The Key to the Dreaded Ephesians’ Passage

We have to stop skirting Ephesians 5:21-33, once and for all, and give it its due.

Master Bertram (1345-1415), “Grabow Altarpiece”
Master Bertram (1345-1415), “Grabow Altarpiece” (photo: Public Domain)

You’ve been there, sitting uncomfortably in the pew, waiting for the lector to read the dreaded Ephesians passage, the one that speaks the culturally anathema, “Wives be subject to your husbands…”

Sometimes you notice that the offending passages have been delicately bracketed, so that only St. Paul’s admonitions to the husband are going to be read, “Husbands, love your wives as Christ loved the church…” The lector gladly takes the hint, and you sigh in relief.

Yet, sometimes the entire passage is read while everyone looks uncomfortably downward, counting the seconds until it’s over.
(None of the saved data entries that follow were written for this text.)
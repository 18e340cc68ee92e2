pub mod engine;
pub mod heading;
pub mod steps;

pub use engine::{PdrEngine, PdrStep, StepSource};
pub use heading::HeadingFusion;
pub use steps::{DetectedStep, StepDetector};
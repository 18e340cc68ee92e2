//! Shortest path from a free point to a graph node.
//!
//! The start position is rarely on a node, so a virtual node is attached
//! to the graph first: onto both endpoints of the edge the start snaps to,
//! or onto the nearest node when nothing is within reach. Dijkstra then
//! runs over the augmented adjacency with a binary heap; ties on tentative
//! distance break deterministically toward the earlier-discovered entry.

use std::cmp::Ordering;
use std::collections::BinaryHeap;

use serde::{Deserialize, Serialize};

use crate::geometry::{polyline_length, project_point_to_segment, Point2};
use crate::store_map::graph::StoreGraph;

/// A computed path. `points` starts at the free start position; `node_ids`
/// lists the graph nodes visited after it, ending at the destination.
#[derive(Clone, Debug, Serialize, Deserialize)]
pub struct PathResult {
    pub node_ids: Vec<String>,
    pub points: Vec<Point2>,
    pub length_meters: f64,
}

#[derive(Clone, Copy, Debug)]
struct FrontierEntry {
    cost: f64,
    seq: u64,
    node: usize,
}

impl PartialEq for FrontierEntry {
    fn eq(&self, other: &Self) -> bool {
        self.cost == other.cost && self.seq == other.seq && self.node == other.node
    }
}

impl Eq for FrontierEntry {}

impl Ord for FrontierEntry {
    fn cmp(&self, other: &Self) -> Ordering {
        // Reversed: BinaryHeap is a max-heap, we want lowest cost first,
        // with the earlier-pushed entry winning ties
        other
            .cost
            .partial_cmp(&self.cost)
            .unwrap_or(Ordering::Equal)
            .then_with(|| other.seq.cmp(&self.seq))
    }
}

impl PartialOrd for FrontierEntry {
    fn partial_cmp(&self, other: &Self) -> Option<Ordering> {
        Some(self.cmp(other))
    }
}

/// Attachment of the virtual start node: edges to existing node indices
/// with their Euclidean weights.
fn virtual_links(graph: &StoreGraph, start: Point2) -> Vec<(usize, f64)> {
    let mut best: Option<(f64, &crate::store_map::graph::EdgeSeg)> = None;
    for seg in graph.edges() {
        let proj = project_point_to_segment(start, seg.a, seg.b);
        if best.as_ref().map_or(true, |(d, _)| proj.distance < *d) {
            best = Some((proj.distance, seg));
        }
    }

    match best {
        Some((_, seg)) => {
            let mut links = vec![(seg.from, start.distance_to(seg.a))];
            if seg.to != seg.from {
                links.push((seg.to, start.distance_to(seg.b)));
            }
            links
        }
        // No edges: fall back to the nearest node
        None => graph
            .nearest_node_index(start, None)
            .map(|idx| vec![(idx, start.distance_to(graph.node_point(idx)))])
            .unwrap_or_default(),
    }
}

/// Shortest path from `start` to the node `end_node_id`. Returns `None`
/// when the destination is unknown or unreachable.
pub fn shortest_path_from_point(
    graph: &StoreGraph,
    start: Point2,
    end_node_id: &str,
) -> Option<PathResult> {
    let goal = graph.node_index(end_node_id)?;
    let n = graph.node_count();
    let links = virtual_links(graph, start);
    if links.is_empty() {
        return None;
    }

    // Index n is the virtual start node
    let mut dist = vec![f64::INFINITY; n + 1];
    let mut prev: Vec<Option<usize>> = vec![None; n + 1];
    let mut heap = BinaryHeap::new();
    let mut seq = 0u64;

    dist[n] = 0.0;
    heap.push(FrontierEntry {
        cost: 0.0,
        seq,
        node: n,
    });

    while let Some(FrontierEntry { cost, node, .. }) = heap.pop() {
        if cost > dist[node] {
            continue;
        }
        if node == goal {
            break;
        }

        let neighbors: &[(usize, f64)] = if node == n {
            &links
        } else {
            &graph.adjacency()[node]
        };
        for &(neighbor, weight) in neighbors {
            let next = cost + weight;
            if next < dist[neighbor] {
                dist[neighbor] = next;
                prev[neighbor] = Some(node);
                seq += 1;
                heap.push(FrontierEntry {
                    cost: next,
                    seq,
                    node: neighbor,
                });
            }
        }
    }

    if dist[goal].is_infinite() {
        return None;
    }

    // Walk back from the goal to the virtual node
    let mut order = Vec::new();
    let mut current = goal;
    while current != n {
        order.push(current);
        current = prev[current]?;
    }
    order.reverse();

    let node_ids: Vec<String> = order
        .iter()
        .map(|&idx| graph.node(idx).id.clone())
        .collect();
    let mut points = Vec::with_capacity(order.len() + 1);
    points.push(start);
    for &idx in &order {
        let p = graph.node_point(idx);
        // A start sitting exactly on a node would otherwise produce a
        // zero-length leading segment and a phantom bearing
        if points.last().map_or(true, |prev| prev.distance_to(p) > 1e-9) {
            points.push(p);
        }
    }
    let length_meters = polyline_length(&points);

    Some(PathResult {
        node_ids,
        points,
        length_meters,
    })
}

#[cfg(test)]
mod tests {
    use super::*;
    use crate::store_map::map::{NodeType, StoreMap, StoreMapEdge, StoreMapNode};
    use std::sync::Arc;

    fn node(id: &str, x: f64, y: f64) -> StoreMapNode {
        StoreMapNode {
            id: id.to_string(),
            label: id.to_uppercase(),
            x,
            y,
            floor: 0,
            node_type: NodeType::Walkway,
            section_id: None,
        }
    }

    fn edge(from: &str, to: &str) -> StoreMapEdge {
        StoreMapEdge {
            from: from.to_string(),
            to: to.to_string(),
            distance: None,
            bidirectional: true,
        }
    }

    /// L-shaped corridor with a dead-end spur and an isolated node.
    ///
    ///   n0 ──── n1 ──── n2
    ///            │
    ///           n3        iso
    fn l_map() -> Arc<StoreGraph> {
        StoreGraph::new(StoreMap {
            id: "l".to_string(),
            label: "L".to_string(),
            grid_size: None,
            nodes: vec![
                node("n0", 0.0, 0.0),
                node("n1", 10.0, 0.0),
                node("n2", 20.0, 0.0),
                node("n3", 10.0, 6.0),
                node("iso", 40.0, 40.0),
            ],
            edges: vec![edge("n0", "n1"), edge("n1", "n2"), edge("n1", "n3")],
            anchors: Vec::new(),
            dropped_edges: 0,
        })
    }

    #[test]
    fn test_path_from_point_on_edge() {
        let graph = l_map();
        // Start mid-corridor between n0 and n1
        let result = shortest_path_from_point(&graph, Point2::new(4.0, 0.5), "n3").unwrap();
        assert_eq!(result.node_ids, vec!["n1", "n3"]);
        assert_eq!(result.points.len(), 3);
        assert_eq!(result.points[0], Point2::new(4.0, 0.5));
        // Virtual link n1 at ~6.02 m plus n1->n3 at 6 m
        assert!((result.length_meters - 12.02).abs() < 0.01);
    }

    #[test]
    fn test_length_at_least_straight_line() {
        let graph = l_map();
        for (start, dest) in [
            (Point2::new(4.0, 0.5), "n3"),
            (Point2::new(0.0, 0.0), "n2"),
            (Point2::new(15.0, 1.0), "n0"),
        ] {
            let result = shortest_path_from_point(&graph, start, dest).unwrap();
            let goal = graph.node_point(graph.node_index(dest).unwrap());
            assert!(
                result.length_meters >= start.distance_to(goal) - 1e-6,
                "path shorter than straight line to {}",
                dest
            );
        }
    }

    #[test]
    fn test_unknown_destination() {
        let graph = l_map();
        assert!(shortest_path_from_point(&graph, Point2::new(0.0, 0.0), "nope").is_none());
    }

    #[test]
    fn test_unreachable_destination() {
        let graph = l_map();
        assert!(
            shortest_path_from_point(&graph, Point2::new(0.0, 0.0), "iso").is_none(),
            "isolated node must be unreachable"
        );
    }

    #[test]
    fn test_destination_is_virtual_edge_endpoint() {
        let graph = l_map();
        let result = shortest_path_from_point(&graph, Point2::new(9.0, 0.2), "n1").unwrap();
        assert_eq!(result.node_ids, vec!["n1"]);
        assert_eq!(result.points.len(), 2);
    }

    #[test]
    fn test_one_way_edges_respected() {
        let mut map = StoreMap {
            id: "oneway".to_string(),
            label: "One way".to_string(),
            grid_size: None,
            nodes: vec![node("a", 0.0, 0.0), node("b", 10.0, 0.0)],
            edges: vec![edge("a", "b")],
            anchors: Vec::new(),
            dropped_edges: 0,
        };
        map.edges[0].bidirectional = false; // a -> b only
        let graph = StoreGraph::new(map);
        // Start snaps onto the a->b edge, so both endpoints are linked and
        // "a" is reachable via the virtual edge, but b -> a itself is not
        // traversable: the path must be the direct virtual link
        let result = shortest_path_from_point(&graph, Point2::new(8.0, 0.0), "a").unwrap();
        assert_eq!(result.node_ids, vec!["a"]);
        assert!((result.length_meters - 8.0).abs() < 1e-9);
    }

    #[test]
    fn test_deterministic_tie_break() {
        // Diamond where both branches have identical length
        let graph = StoreGraph::new(StoreMap {
            id: "diamond".to_string(),
            label: "Diamond".to_string(),
            grid_size: None,
            nodes: vec![
                node("s", 0.0, 0.0),
                node("up", 5.0, -5.0),
                node("down", 5.0, 5.0),
                node("t", 10.0, 0.0),
            ],
            edges: vec![
                edge("s", "up"),
                edge("s", "down"),
                edge("up", "t"),
                edge("down", "t"),
            ],
            anchors: Vec::new(),
            dropped_edges: 0,
        });
        let first = shortest_path_from_point(&graph, Point2::new(0.0, 0.0), "t").unwrap();
        for _ in 0..10 {
            let again = shortest_path_from_point(&graph, Point2::new(0.0, 0.0), "t").unwrap();
            assert_eq!(again.node_ids, first.node_ids, "tie-break must be stable");
        }
    }

    #[test]
    fn test_empty_graph() {
        let graph = StoreGraph::new(StoreMap {
            id: "void".to_string(),
            label: "Void".to_string(),
            grid_size: None,
            nodes: Vec::new(),
            edges: Vec::new(),
            anchors: Vec::new(),
            dropped_edges: 0,
        });
        assert!(shortest_path_from_point(&graph, Point2::new(0.0, 0.0), "x").is_none());
    }
}
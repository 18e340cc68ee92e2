//! Wi-Fi position fix: weighted centroid over matched anchors.
//!
//! Scan readings are matched to anchors by normalized BSSID. Each match
//! contributes its anchor position weighted by an exponential of the
//! (clamped) RSSI, so a -50 dBm access point dominates a -85 dBm one
//! without letting a single hot reading run away.

use crate::geometry::Point2;
use crate::store_map::StoreMapAnchor;
use crate::types::WifiReading;

const RSSI_CLAMP_LOW: f64 = -95.0;
const RSSI_CLAMP_HIGH: f64 = -35.0;
const WEIGHT_CLAMP_LOW: f64 = 1.0;
const WEIGHT_CLAMP_HIGH: f64 = 400.0;

/// Canonical BSSID form: trimmed and lower-cased. Idempotent.
pub fn normalize_bssid(bssid: &str) -> String {
    bssid.trim().to_ascii_lowercase()
}

/// A computed Wi-Fi fix with its confidence heuristic.
#[derive(Clone, Debug)]
pub struct WifiFix {
    pub position: Point2,
    /// Number of readings that matched an anchor.
    pub matched: usize,
    /// Strongest matched RSSI in dBm.
    pub best_rssi: f64,
    pub best_bssid: String,
    /// Heuristic confidence in `[0.15, 0.98]`.
    pub confidence: f64,
}

fn weight_for(rssi: f64) -> f64 {
    ((rssi.clamp(RSSI_CLAMP_LOW, RSSI_CLAMP_HIGH) + 100.0) / 10.0)
        .exp()
        .clamp(WEIGHT_CLAMP_LOW, WEIGHT_CLAMP_HIGH)
}

fn confidence_for(best_rssi: f64, matched: usize) -> f64 {
    let strength = ((best_rssi + 100.0) / 55.0).clamp(0.15, 0.95);
    let breadth = (0.08 * (matched as f64 - 1.0)).clamp(0.0, 0.2);
    (strength + breadth).clamp(0.15, 0.98)
}

/// Compute the weighted-centroid fix for a scan against an anchor set.
/// Returns `None` when no reading matches any anchor.
pub fn compute_fix(readings: &[WifiReading], anchors: &[StoreMapAnchor]) -> Option<WifiFix> {
    let mut weight_sum = 0.0;
    let mut x_sum = 0.0;
    let mut y_sum = 0.0;
    let mut matched = 0usize;
    let mut best: Option<&WifiReading> = None;

    for reading in readings {
        if !reading.level.is_finite() {
            continue;
        }
        let key = normalize_bssid(&reading.bssid);
        let anchor = anchors
            .iter()
            .find(|a| normalize_bssid(&a.bssid) == key);
        let Some(anchor) = anchor else {
            continue;
        };

        let weight = weight_for(reading.level);
        weight_sum += weight;
        x_sum += weight * anchor.x;
        y_sum += weight * anchor.y;
        matched += 1;
        if best.map_or(true, |b| reading.level > b.level) {
            best = Some(reading);
        }
    }

    let best = best?;
    if weight_sum <= 0.0 {
        return None;
    }

    Some(WifiFix {
        position: Point2::new(x_sum / weight_sum, y_sum / weight_sum),
        matched,
        best_rssi: best.level,
        best_bssid: normalize_bssid(&best.bssid),
        confidence: confidence_for(best.level, matched),
    })
}
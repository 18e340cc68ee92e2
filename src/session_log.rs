//! Session recording and live status snapshots.
//!
//! The demo binary records every sample it feeds plus every pose and
//! instruction it gets back; the export can then be replayed offline with
//! different snapping or reroute parameters. The live status file is a
//! small JSON blob overwritten every few seconds for dashboards to poll.

use std::fs;
use std::io::Write;
use std::path::Path;

use serde::{Deserialize, Serialize};

use crate::positioning::ConfidenceTier;
use crate::sensor_health::SensorHealth;
use crate::types::{DeviceMotionSample, MagSample, PedometerSample, Pose2D, WifiScan};

/// One recorded input event. Exactly one field is set per record.
#[derive(Clone, Debug, Default, Serialize, Deserialize)]
pub struct RecordedSample {
    #[serde(default, skip_serializing_if = "Option::is_none")]
    pub mag: Option<MagSample>,
    #[serde(default, skip_serializing_if = "Option::is_none")]
    pub device_motion: Option<DeviceMotionSample>,
    #[serde(default, skip_serializing_if = "Option::is_none")]
    pub pedometer: Option<PedometerSample>,
    #[serde(default, skip_serializing_if = "Option::is_none")]
    pub wifi: Option<WifiScan>,
}

impl RecordedSample {
    pub fn timestamp_ms(&self) -> f64 {
        if let Some(s) = &self.mag {
            s.timestamp_ms
        } else if let Some(s) = &self.device_motion {
            s.timestamp_ms
        } else if let Some(s) = &self.pedometer {
            s.timestamp_ms
        } else if let Some(s) = &self.wifi {
            s.timestamp_ms
        } else {
            0.0
        }
    }
}

#[derive(Clone, Debug, Serialize, Deserialize)]
pub struct InstructionRecord {
    pub timestamp_ms: f64,
    pub text: String,
    pub distance_to_next: f64,
}

#[derive(Clone, Debug, Default, Serialize, Deserialize)]
pub struct SessionStats {
    pub steps: u64,
    pub wifi_fixes: u64,
    pub reroutes: u64,
    pub poses: u64,
    pub snapped_poses: u64,
    pub final_pose: Option<Pose2D>,
    pub route_length_meters: Option<f64>,
}

#[derive(Clone, Debug, Serialize, Deserialize)]
pub struct SessionExport {
    pub map_id: String,
    pub started_at: String,
    pub samples: Vec<RecordedSample>,
    pub poses: Vec<Pose2D>,
    pub instructions: Vec<InstructionRecord>,
    pub stats: SessionStats,
}

impl SessionExport {
    pub fn new(map_id: &str, started_at: String) -> Self {
        SessionExport {
            map_id: map_id.to_string(),
            started_at,
            samples: Vec::new(),
            poses: Vec::new(),
            instructions: Vec::new(),
            stats: SessionStats::default(),
        }
    }

    pub fn save(&self, path: impl AsRef<Path>) -> std::io::Result<()> {
        let json = serde_json::to_string_pretty(self)?;
        fs::write(path, json)
    }

    /// Save gzip-compressed (`.json.gz`).
    pub fn save_gz(&self, path: impl AsRef<Path>) -> std::io::Result<()> {
        let json = serde_json::to_vec(self)?;
        let file = fs::File::create(path)?;
        let mut encoder = flate2::write::GzEncoder::new(file, flate2::Compression::default());
        encoder.write_all(&json)?;
        encoder.finish()?;
        Ok(())
    }

    /// Drop the bulky per-sample data after an autosave so memory stays
    /// bounded on long sessions. Stats and counters survive.
    pub fn clear_buffers(&mut self) {
        self.samples.clear();
        self.poses.clear();
        self.instructions.clear();
    }
}

/// Small status blob periodically written for external dashboards.
#[derive(Clone, Debug, Serialize, Deserialize)]
pub struct LiveStatus {
    pub timestamp_ms: f64,
    pub uptime_seconds: u64,
    pub pose: Option<Pose2D>,
    pub tier: ConfidenceTier,
    pub step_count: u64,
    pub wifi_fix_count: u64,
    pub off_route: bool,
    pub next_instruction: String,
    pub route_length_meters: Option<f64>,
    pub health: Option<SensorHealth>,
}

impl LiveStatus {
    pub fn new() -> Self {
        LiveStatus {
            timestamp_ms: 0.0,
            uptime_seconds: 0,
            pose: None,
            tier: ConfidenceTier::Low,
            step_count: 0,
            wifi_fix_count: 0,
            off_route: false,
            next_instruction: "Select a destination".to_string(),
            route_length_meters: None,
            health: None,
        }
    }

    pub fn save(&self, path: impl AsRef<Path>) -> std::io::Result<()> {
        let json = serde_json::to_string_pretty(self)?;
        fs::write(path, json)
    }
}

impl Default for LiveStatus {
    fn default() -> Self {
        Self::new()
    }
}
Once it’s over, you know you’re home free. Happily, no priest will ever preach on the whole passage, but will slip into the culturally comfortable preface, “St. Paul says to all of us, ‘Be subject to one another out of reverence for Christ,’ and so we see…” Then follows a warm meal of platitudes served on a boilerplate, perhaps with a side of nervous humor.

But there is never any attempt to deal with the full passage—and I’m not talking about preaching full-throated subordination of women. I’m talking about the whole passage.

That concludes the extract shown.